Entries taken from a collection
BEGIN

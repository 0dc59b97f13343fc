use chrono::{DateTime, FixedOffset, Utc};
use serde::{Deserialize, Serialize};

use crate::error::Error;

/// A converted epoch, rendered against an explicit current instant.
#[derive(Debug, Clone, PartialEq, Eq, Serialize, Deserialize)]
pub struct TimestampOutput {
    pub epoch_millis: i64,
    pub local_time: String,
    pub utc_time: String,
    pub relative_time: String,
}

/// Convert an epoch string to local, UTC, and relative representations.
///
/// The unit is auto-detected from the digit count: up to 11 digits is read as
/// seconds, anything longer as milliseconds. The current instant and the
/// local offset are explicit parameters so the output is reproducible.
/// Non-numeric or out-of-range input is an [`Error::InvalidTimestamp`].
pub fn convert(
    input: &str,
    now: DateTime<Utc>,
    local_offset: FixedOffset,
) -> Result<TimestampOutput, Error> {
    let trimmed = input.trim();
    let digits = trimmed.strip_prefix('-').unwrap_or(trimmed);

    if digits.is_empty() || !digits.chars().all(|c| c.is_ascii_digit()) {
        return Err(Error::InvalidTimestamp(format!(
            "not a numeric epoch: {trimmed}"
        )));
    }

    let value: i64 = trimmed
        .parse()
        .map_err(|_| Error::InvalidTimestamp(format!("epoch out of range: {trimmed}")))?;

    let millis = if trimmed.len() <= 11 {
        value
            .checked_mul(1000)
            .ok_or_else(|| Error::InvalidTimestamp(format!("epoch out of range: {trimmed}")))?
    } else {
        value
    };

    let date = DateTime::<Utc>::from_timestamp_millis(millis)
        .ok_or_else(|| Error::InvalidTimestamp(format!("epoch out of range: {trimmed}")))?;

    Ok(TimestampOutput {
        epoch_millis: millis,
        local_time: date
            .with_timezone(&local_offset)
            .format("%Y-%m-%d %H:%M:%S %:z")
            .to_string(),
        utc_time: date.format("%Y-%m-%d %H:%M:%S UTC").to_string(),
        relative_time: relative_to(millis.div_euclid(1000), now.timestamp()),
    })
}

/// Phrase the distance between two instants in the largest fitting unit
/// (seconds, minutes, hours, days).
fn relative_to(epoch_seconds: i64, now_seconds: i64) -> String {
    let diff = epoch_seconds - now_seconds;
    if diff == 0 {
        return "now".to_string();
    }

    let (magnitude, unit) = match diff.unsigned_abs() {
        s if s < 60 => (s, "second"),
        s if s < 3_600 => (s / 60, "minute"),
        s if s < 86_400 => (s / 3_600, "hour"),
        s => (s / 86_400, "day"),
    };
    let plural = if magnitude == 1 { "" } else { "s" };

    if diff < 0 {
        format!("{magnitude} {unit}{plural} ago")
    } else {
        format!("in {magnitude} {unit}{plural}")
    }
}

#[cfg(test)]
mod tests {
    use super::*;

    fn fixed_now() -> DateTime<Utc> {
        // 2021-01-01 00:00:00 UTC
        DateTime::<Utc>::from_timestamp(1_609_459_200, 0).unwrap()
    }

    fn utc_offset() -> FixedOffset {
        FixedOffset::east_opt(0).unwrap()
    }

    #[test]
    fn test_convert_seconds_epoch() {
        let output = convert("1609459200", fixed_now(), utc_offset()).unwrap();
        assert_eq!(output.epoch_millis, 1_609_459_200_000);
        assert_eq!(output.utc_time, "2021-01-01 00:00:00 UTC");
        assert_eq!(output.local_time, "2021-01-01 00:00:00 +00:00");
        assert_eq!(output.relative_time, "now");
    }

    #[test]
    fn test_convert_milliseconds_epoch() {
        // 13 digits, read as milliseconds
        let output = convert("1609459200500", fixed_now(), utc_offset()).unwrap();
        assert_eq!(output.epoch_millis, 1_609_459_200_500);
        assert_eq!(output.utc_time, "2021-01-01 00:00:00 UTC");
    }

    #[test]
    fn test_convert_respects_local_offset() {
        let ist = FixedOffset::east_opt(5 * 3600 + 1800).unwrap();
        let output = convert("1609459200", fixed_now(), ist).unwrap();
        assert_eq!(output.local_time, "2021-01-01 05:30:00 +05:30");
        assert_eq!(output.utc_time, "2021-01-01 00:00:00 UTC");
    }

    #[test]
    fn test_convert_past_is_ago() {
        let output = convert("1609459140", fixed_now(), utc_offset()).unwrap();
        assert_eq!(output.relative_time, "1 minute ago");
    }

    #[test]
    fn test_convert_future_is_in() {
        let output = convert("1609466400", fixed_now(), utc_offset()).unwrap();
        assert_eq!(output.relative_time, "in 2 hours");
    }

    #[test]
    fn test_convert_rejects_non_numeric() {
        let err = convert("yesterday", fixed_now(), utc_offset()).unwrap_err();
        assert!(matches!(err, Error::InvalidTimestamp(_)));

        let err = convert("16094.59", fixed_now(), utc_offset()).unwrap_err();
        assert!(matches!(err, Error::InvalidTimestamp(_)));
    }

    #[test]
    fn test_convert_rejects_empty() {
        assert!(convert("", fixed_now(), utc_offset()).is_err());
        assert!(convert("-", fixed_now(), utc_offset()).is_err());
    }

    #[test]
    fn test_convert_rejects_out_of_range() {
        let err = convert(&"9".repeat(25), fixed_now(), utc_offset()).unwrap_err();
        assert!(matches!(err, Error::InvalidTimestamp(_)));
    }

    #[test]
    fn test_convert_negative_epoch() {
        // One minute before the Unix epoch
        let output = convert("-60", fixed_now(), utc_offset()).unwrap();
        assert_eq!(output.utc_time, "1969-12-31 23:59:00 UTC");
    }

    #[test]
    fn test_relative_units() {
        assert_eq!(relative_to(100, 100), "now");
        assert_eq!(relative_to(99, 100), "1 second ago");
        assert_eq!(relative_to(100, 55), "in 45 seconds");
        assert_eq!(relative_to(0, 7200), "2 hours ago");
        assert_eq!(relative_to(86_400 * 3, 0), "in 3 days");
        assert_eq!(relative_to(0, 86_400 * 400), "400 days ago");
    }
}
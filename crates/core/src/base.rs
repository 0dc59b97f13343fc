use serde::{Deserialize, Serialize};

use crate::error::Error;

/// Supported numeric bases for conversion.
///
/// Serialized as the plain radix (`2`, `8`, `10`, `16`) so operation requests
/// read the same way the conversion is described.
#[derive(Debug, Clone, Copy, PartialEq, Eq, Serialize, Deserialize)]
#[serde(into = "u32", try_from = "u32")]
pub enum Base {
    Binary,
    Octal,
    Decimal,
    Hexadecimal,
}

impl Base {
    pub fn radix(&self) -> u32 {
        match self {
            Base::Binary => 2,
            Base::Octal => 8,
            Base::Decimal => 10,
            Base::Hexadecimal => 16,
        }
    }

    pub fn label(&self) -> &'static str {
        match self {
            Base::Binary => "binary",
            Base::Octal => "octal",
            Base::Decimal => "decimal",
            Base::Hexadecimal => "hexadecimal",
        }
    }
}

impl From<Base> for u32 {
    fn from(base: Base) -> u32 {
        base.radix()
    }
}

impl TryFrom<u32> for Base {
    type Error = Error;

    fn try_from(radix: u32) -> Result<Self, Error> {
        match radix {
            2 => Ok(Base::Binary),
            8 => Ok(Base::Octal),
            10 => Ok(Base::Decimal),
            16 => Ok(Base::Hexadecimal),
            other => Err(Error::InvalidInput(format!(
                "unsupported base: {other}. Valid bases: 2, 8, 10, 16"
            ))),
        }
    }
}

impl std::str::FromStr for Base {
    type Err = Error;

    fn from_str(s: &str) -> Result<Self, Error> {
        let radix: u32 = s
            .trim()
            .parse()
            .map_err(|_| Error::InvalidInput(format!("not a base: {s}. Valid bases: 2, 8, 10, 16")))?;
        Base::try_from(radix)
    }
}

/// Convert `input` from one base to another.
///
/// Parsing follows the source tool's behavior: an optional leading sign, then
/// the longest prefix of digits valid in `from`. Trailing garbage is ignored,
/// but an input with no valid digits at all is an [`Error::InvalidInput`].
/// Empty (or whitespace-only) input converts to an empty string. Hexadecimal
/// output is uppercased.
pub fn convert(input: &str, from: Base, to: Base) -> Result<String, Error> {
    let trimmed = input.trim();
    if trimmed.is_empty() {
        return Ok(String::new());
    }

    let (negative, digits) = match trimmed.strip_prefix('-') {
        Some(rest) => (true, rest),
        None => (false, trimmed.strip_prefix('+').unwrap_or(trimmed)),
    };

    let mut value: u128 = 0;
    let mut consumed = 0usize;
    for c in digits.chars() {
        let Some(digit) = c.to_digit(from.radix()) else {
            break;
        };
        value = value
            .checked_mul(from.radix() as u128)
            .and_then(|v| v.checked_add(digit as u128))
            .ok_or_else(|| Error::InvalidInput(format!("value out of range: {trimmed}")))?;
        consumed += 1;
    }

    if consumed == 0 {
        return Err(Error::InvalidInput(format!(
            "no valid base-{} digits in: {trimmed}",
            from.radix()
        )));
    }

    let mut result = format_radix(value, to.radix());
    if to == Base::Hexadecimal {
        result = result.to_uppercase();
    }
    if negative && value != 0 {
        result.insert(0, '-');
    }

    Ok(result)
}

fn format_radix(mut value: u128, radix: u32) -> String {
    if value == 0 {
        return "0".to_string();
    }

    let mut digits = Vec::new();
    while value > 0 {
        let digit = (value % radix as u128) as u32;
        digits.push(char::from_digit(digit, radix).unwrap());
        value /= radix as u128;
    }
    digits.iter().rev().collect()
}

#[cfg(test)]
mod tests {
    use super::*;

    #[test]
    fn test_convert_decimal_to_binary() {
        assert_eq!(convert("10", Base::Decimal, Base::Binary).unwrap(), "1010");
    }

    #[test]
    fn test_convert_decimal_to_hex_uppercases() {
        assert_eq!(
            convert("255", Base::Decimal, Base::Hexadecimal).unwrap(),
            "FF"
        );
    }

    #[test]
    fn test_convert_hex_to_decimal_case_insensitive() {
        assert_eq!(convert("ff", Base::Hexadecimal, Base::Decimal).unwrap(), "255");
        assert_eq!(convert("FF", Base::Hexadecimal, Base::Decimal).unwrap(), "255");
    }

    #[test]
    fn test_convert_octal_to_binary() {
        assert_eq!(convert("17", Base::Octal, Base::Binary).unwrap(), "1111");
    }

    #[test]
    fn test_convert_zero() {
        assert_eq!(convert("0", Base::Decimal, Base::Binary).unwrap(), "0");
    }

    #[test]
    fn test_convert_empty_input_is_empty_output() {
        assert_eq!(convert("", Base::Decimal, Base::Binary).unwrap(), "");
        assert_eq!(convert("   ", Base::Decimal, Base::Binary).unwrap(), "");
    }

    #[test]
    fn test_convert_negative() {
        assert_eq!(
            convert("-255", Base::Decimal, Base::Hexadecimal).unwrap(),
            "-FF"
        );
    }

    #[test]
    fn test_convert_negative_zero_drops_sign() {
        assert_eq!(convert("-0", Base::Decimal, Base::Binary).unwrap(), "0");
    }

    #[test]
    fn test_convert_ignores_trailing_garbage() {
        // parseInt semantics: "12z" in base 10 is 12
        assert_eq!(convert("12z", Base::Decimal, Base::Binary).unwrap(), "1100");
        // "19" in base 8 stops at the 9
        assert_eq!(convert("19", Base::Octal, Base::Decimal).unwrap(), "1");
    }

    #[test]
    fn test_convert_no_valid_digits_fails() {
        let err = convert("zzz", Base::Decimal, Base::Binary).unwrap_err();
        assert!(matches!(err, Error::InvalidInput(_)));

        // '2' is not a binary digit
        let err = convert("2", Base::Binary, Base::Decimal).unwrap_err();
        assert!(matches!(err, Error::InvalidInput(_)));
    }

    #[test]
    fn test_convert_round_trip_all_bases() {
        let bases = [Base::Binary, Base::Octal, Base::Decimal, Base::Hexadecimal];
        for n in [0u32, 1, 7, 8, 42, 255, 256, 65535, 123456] {
            for to in bases {
                let encoded = convert(&n.to_string(), Base::Decimal, to).unwrap();
                let decoded = convert(&encoded, to, Base::Decimal).unwrap();
                assert_eq!(decoded, n.to_string(), "round-trip via base {}", to.radix());
            }
        }
    }

    #[test]
    fn test_convert_overflow_fails() {
        let huge = "9".repeat(60);
        let err = convert(&huge, Base::Decimal, Base::Hexadecimal).unwrap_err();
        assert!(matches!(err, Error::InvalidInput(_)));
    }

    #[test]
    fn test_base_try_from() {
        assert_eq!(Base::try_from(16).unwrap(), Base::Hexadecimal);
        assert!(Base::try_from(3).is_err());
    }

    #[test]
    fn test_base_from_str() {
        assert_eq!("10".parse::<Base>().unwrap(), Base::Decimal);
        assert!("ten".parse::<Base>().is_err());
    }
}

END

In the entries above, find each line with "explicit" and copy it.

/// A converted epoch, rendered against an explicit current instant.
/// local offset are explicit parameters so the output is reproducible.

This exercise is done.